WHAT NEEDS TO BE DONE: Pick each line containing "content" out of the records.

*** Opening DATASET ENTRIES ***

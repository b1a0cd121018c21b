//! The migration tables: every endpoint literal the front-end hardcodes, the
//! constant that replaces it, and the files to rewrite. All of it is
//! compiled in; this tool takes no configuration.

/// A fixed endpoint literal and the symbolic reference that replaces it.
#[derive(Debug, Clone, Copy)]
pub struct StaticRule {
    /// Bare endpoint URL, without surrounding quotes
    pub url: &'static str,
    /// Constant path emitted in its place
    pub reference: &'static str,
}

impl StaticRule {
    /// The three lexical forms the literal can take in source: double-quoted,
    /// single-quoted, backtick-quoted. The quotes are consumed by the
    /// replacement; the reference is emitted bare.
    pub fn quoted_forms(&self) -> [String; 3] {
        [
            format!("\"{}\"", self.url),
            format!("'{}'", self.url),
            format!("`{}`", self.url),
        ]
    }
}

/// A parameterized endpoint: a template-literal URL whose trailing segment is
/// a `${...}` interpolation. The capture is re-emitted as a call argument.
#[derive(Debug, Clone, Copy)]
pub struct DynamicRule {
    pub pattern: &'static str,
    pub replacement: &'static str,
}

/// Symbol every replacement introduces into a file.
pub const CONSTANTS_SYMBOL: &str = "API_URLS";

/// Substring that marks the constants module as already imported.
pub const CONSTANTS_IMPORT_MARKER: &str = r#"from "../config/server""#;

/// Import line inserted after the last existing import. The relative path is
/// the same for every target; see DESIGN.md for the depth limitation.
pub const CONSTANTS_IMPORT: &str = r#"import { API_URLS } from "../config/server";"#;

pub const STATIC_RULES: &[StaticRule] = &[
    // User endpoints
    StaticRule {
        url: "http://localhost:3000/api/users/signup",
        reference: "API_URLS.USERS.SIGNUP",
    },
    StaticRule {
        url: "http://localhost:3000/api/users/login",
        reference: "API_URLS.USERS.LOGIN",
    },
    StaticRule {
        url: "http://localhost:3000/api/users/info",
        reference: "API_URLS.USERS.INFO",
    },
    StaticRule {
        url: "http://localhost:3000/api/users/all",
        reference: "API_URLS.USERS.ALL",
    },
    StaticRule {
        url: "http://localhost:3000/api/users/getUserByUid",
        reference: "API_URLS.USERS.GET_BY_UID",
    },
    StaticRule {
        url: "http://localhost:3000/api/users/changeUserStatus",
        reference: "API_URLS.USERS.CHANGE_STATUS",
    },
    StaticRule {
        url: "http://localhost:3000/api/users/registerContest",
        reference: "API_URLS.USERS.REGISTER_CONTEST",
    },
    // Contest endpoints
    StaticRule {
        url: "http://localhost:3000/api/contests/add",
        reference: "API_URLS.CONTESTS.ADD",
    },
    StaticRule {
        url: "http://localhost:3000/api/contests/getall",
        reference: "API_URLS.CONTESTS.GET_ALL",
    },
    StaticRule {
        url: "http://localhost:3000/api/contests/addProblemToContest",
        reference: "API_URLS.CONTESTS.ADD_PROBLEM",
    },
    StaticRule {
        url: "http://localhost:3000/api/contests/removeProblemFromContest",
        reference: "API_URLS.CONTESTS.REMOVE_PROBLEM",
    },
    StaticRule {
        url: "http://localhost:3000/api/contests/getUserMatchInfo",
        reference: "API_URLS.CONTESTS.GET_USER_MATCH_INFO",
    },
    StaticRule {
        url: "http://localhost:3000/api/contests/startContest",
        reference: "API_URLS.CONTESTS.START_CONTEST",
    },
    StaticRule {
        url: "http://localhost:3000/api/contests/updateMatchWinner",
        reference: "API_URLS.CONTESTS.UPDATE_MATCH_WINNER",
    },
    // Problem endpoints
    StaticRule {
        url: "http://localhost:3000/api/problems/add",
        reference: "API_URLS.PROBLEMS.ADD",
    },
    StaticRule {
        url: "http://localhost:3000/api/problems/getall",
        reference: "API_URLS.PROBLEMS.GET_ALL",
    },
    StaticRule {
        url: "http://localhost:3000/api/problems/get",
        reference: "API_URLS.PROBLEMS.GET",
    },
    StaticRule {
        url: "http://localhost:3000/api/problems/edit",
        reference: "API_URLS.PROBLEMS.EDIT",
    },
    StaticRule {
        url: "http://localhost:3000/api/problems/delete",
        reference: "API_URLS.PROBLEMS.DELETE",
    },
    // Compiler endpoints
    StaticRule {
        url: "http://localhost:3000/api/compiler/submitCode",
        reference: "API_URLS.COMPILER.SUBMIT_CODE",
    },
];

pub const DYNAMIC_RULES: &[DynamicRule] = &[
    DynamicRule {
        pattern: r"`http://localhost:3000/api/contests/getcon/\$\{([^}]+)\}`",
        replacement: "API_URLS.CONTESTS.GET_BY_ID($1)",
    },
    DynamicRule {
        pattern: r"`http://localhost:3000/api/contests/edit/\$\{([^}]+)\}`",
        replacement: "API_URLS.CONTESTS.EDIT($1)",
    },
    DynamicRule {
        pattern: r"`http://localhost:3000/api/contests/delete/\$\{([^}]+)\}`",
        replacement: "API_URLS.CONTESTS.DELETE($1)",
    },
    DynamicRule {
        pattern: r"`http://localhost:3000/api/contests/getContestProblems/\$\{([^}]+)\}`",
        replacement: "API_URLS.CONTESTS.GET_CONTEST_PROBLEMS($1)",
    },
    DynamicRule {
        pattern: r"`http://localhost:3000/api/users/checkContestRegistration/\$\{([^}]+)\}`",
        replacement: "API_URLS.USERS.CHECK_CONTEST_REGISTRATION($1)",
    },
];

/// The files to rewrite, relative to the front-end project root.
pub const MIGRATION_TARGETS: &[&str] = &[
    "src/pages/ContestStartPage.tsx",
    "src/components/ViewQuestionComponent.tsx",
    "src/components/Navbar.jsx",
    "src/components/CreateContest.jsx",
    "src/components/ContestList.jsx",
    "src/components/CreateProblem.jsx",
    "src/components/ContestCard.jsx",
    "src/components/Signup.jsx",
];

*** Closing DATASET ENTRIES ***
*** Opening DATASET ENTRIES ***

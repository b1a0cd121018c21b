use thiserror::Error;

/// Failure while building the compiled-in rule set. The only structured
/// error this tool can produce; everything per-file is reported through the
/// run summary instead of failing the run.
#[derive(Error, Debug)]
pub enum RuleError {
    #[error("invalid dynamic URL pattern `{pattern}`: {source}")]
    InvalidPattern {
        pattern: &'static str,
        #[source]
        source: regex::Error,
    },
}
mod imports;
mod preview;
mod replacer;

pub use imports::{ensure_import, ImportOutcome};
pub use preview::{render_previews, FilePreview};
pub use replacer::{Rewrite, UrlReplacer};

*** Closing DATASET ENTRIES ***
*** Opening DATASET ENTRIES ***

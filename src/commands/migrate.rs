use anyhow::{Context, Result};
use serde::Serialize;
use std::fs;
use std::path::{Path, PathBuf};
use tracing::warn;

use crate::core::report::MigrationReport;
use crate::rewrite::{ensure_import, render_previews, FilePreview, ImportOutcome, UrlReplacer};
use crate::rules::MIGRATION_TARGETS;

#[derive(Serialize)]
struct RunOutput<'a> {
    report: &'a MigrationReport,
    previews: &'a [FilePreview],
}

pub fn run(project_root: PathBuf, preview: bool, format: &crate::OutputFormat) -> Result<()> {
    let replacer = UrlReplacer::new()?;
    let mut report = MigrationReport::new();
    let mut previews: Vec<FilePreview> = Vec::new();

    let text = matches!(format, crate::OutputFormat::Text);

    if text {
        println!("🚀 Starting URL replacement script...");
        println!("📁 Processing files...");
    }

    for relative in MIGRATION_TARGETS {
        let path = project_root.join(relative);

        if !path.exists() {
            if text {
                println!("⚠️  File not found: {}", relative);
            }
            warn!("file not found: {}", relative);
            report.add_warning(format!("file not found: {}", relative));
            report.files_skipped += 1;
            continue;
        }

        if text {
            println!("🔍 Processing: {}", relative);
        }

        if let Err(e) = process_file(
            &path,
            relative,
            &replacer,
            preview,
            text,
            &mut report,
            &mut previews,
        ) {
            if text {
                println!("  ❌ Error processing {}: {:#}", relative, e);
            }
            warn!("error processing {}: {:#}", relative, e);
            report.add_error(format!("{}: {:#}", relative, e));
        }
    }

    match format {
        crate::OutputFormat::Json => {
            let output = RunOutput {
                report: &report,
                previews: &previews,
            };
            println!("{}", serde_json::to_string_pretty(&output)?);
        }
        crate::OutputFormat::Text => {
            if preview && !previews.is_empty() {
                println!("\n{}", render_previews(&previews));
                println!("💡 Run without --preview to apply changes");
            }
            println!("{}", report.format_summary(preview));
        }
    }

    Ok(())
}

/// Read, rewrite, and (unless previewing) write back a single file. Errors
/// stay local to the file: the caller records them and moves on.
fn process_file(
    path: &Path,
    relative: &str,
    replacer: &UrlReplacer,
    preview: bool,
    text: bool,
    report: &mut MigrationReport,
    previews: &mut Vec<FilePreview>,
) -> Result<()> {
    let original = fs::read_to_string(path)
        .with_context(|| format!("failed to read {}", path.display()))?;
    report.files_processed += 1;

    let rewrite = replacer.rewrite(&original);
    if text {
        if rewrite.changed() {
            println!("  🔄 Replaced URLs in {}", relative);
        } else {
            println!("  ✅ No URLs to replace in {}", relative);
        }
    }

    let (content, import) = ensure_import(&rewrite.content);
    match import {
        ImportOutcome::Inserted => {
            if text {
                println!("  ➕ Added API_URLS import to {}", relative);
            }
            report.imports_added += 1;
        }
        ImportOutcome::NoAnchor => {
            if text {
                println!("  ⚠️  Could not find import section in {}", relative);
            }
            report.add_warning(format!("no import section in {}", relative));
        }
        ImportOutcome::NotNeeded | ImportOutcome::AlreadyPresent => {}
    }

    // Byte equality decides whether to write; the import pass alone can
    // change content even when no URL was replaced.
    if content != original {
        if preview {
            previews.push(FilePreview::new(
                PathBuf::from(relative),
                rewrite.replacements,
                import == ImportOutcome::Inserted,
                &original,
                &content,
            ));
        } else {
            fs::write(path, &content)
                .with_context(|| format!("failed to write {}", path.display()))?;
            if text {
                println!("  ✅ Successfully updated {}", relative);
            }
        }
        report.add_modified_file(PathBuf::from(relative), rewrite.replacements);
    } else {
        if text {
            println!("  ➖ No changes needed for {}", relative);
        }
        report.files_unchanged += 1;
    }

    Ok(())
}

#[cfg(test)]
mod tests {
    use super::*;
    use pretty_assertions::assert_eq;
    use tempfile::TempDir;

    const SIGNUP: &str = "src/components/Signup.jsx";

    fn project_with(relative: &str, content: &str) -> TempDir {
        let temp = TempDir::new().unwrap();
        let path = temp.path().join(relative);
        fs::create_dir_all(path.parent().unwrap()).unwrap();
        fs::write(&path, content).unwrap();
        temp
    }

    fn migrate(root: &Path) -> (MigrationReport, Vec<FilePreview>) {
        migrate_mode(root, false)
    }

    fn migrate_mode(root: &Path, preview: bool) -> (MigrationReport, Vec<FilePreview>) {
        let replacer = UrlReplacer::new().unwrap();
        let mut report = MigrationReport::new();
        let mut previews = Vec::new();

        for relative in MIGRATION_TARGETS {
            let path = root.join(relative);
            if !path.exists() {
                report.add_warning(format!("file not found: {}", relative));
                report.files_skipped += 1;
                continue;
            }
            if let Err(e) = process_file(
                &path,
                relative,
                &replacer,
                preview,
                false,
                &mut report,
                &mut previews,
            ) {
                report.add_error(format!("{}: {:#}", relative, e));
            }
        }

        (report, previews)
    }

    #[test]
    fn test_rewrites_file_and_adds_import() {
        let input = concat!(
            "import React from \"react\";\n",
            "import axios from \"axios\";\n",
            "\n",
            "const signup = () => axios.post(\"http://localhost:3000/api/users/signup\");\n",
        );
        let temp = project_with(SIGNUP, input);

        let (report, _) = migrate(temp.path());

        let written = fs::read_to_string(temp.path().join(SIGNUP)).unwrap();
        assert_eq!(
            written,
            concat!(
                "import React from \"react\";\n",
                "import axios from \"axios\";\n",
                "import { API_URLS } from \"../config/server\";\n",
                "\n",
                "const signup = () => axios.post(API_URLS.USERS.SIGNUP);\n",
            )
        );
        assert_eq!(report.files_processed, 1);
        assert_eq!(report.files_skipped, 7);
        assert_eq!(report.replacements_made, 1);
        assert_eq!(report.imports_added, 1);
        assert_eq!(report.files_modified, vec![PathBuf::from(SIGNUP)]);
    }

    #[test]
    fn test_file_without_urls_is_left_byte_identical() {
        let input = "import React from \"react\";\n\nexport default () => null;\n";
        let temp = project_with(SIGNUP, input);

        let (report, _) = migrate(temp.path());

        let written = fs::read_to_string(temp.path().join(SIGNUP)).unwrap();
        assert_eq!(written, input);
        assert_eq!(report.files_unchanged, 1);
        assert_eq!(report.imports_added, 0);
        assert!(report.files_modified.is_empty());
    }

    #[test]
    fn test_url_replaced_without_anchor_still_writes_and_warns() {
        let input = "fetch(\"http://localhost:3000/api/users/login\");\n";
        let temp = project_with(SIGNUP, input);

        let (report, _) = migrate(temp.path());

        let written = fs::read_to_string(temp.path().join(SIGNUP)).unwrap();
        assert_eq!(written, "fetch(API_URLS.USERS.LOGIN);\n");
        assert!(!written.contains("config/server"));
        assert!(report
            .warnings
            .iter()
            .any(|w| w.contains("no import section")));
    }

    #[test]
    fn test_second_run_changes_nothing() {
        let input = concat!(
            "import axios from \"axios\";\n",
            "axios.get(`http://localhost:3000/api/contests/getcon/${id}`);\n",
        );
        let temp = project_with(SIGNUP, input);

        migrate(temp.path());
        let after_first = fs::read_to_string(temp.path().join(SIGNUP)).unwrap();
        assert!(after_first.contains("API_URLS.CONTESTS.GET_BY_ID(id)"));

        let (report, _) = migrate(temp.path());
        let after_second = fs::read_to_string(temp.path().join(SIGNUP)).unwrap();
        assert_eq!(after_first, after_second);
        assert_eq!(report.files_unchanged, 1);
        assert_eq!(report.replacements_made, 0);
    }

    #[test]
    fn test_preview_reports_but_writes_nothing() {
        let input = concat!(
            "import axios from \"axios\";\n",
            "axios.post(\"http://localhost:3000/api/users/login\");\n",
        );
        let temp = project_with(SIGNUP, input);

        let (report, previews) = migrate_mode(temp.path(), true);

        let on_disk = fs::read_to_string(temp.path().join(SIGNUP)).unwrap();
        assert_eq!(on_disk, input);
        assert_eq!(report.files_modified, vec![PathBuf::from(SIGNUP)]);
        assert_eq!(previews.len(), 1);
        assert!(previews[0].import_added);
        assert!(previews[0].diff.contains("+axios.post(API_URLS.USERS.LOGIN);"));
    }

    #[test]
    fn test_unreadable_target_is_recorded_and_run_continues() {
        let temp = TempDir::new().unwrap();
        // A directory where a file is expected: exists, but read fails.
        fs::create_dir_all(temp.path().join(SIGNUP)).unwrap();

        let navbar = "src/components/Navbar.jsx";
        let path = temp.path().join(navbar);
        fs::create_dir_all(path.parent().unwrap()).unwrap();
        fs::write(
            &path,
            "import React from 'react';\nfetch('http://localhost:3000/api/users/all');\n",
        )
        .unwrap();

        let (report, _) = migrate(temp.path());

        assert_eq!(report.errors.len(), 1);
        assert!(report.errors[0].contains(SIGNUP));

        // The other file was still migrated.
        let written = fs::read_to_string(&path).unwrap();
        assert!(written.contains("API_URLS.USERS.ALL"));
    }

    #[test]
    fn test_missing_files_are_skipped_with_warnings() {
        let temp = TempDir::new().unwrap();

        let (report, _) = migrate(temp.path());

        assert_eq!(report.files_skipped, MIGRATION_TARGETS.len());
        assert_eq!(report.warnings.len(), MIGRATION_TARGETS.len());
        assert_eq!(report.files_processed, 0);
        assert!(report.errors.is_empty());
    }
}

*** Closing DATASET ENTRIES ***

RESULT:
    let (content, import) = ensure_import(&rewrite.content);
    // change content even when no URL was replaced.
    if content != original {
                &content,
            fs::write(path, &content)
    fn project_with(relative: &str, content: &str) -> TempDir {
        fs::write(&path, content).unwrap();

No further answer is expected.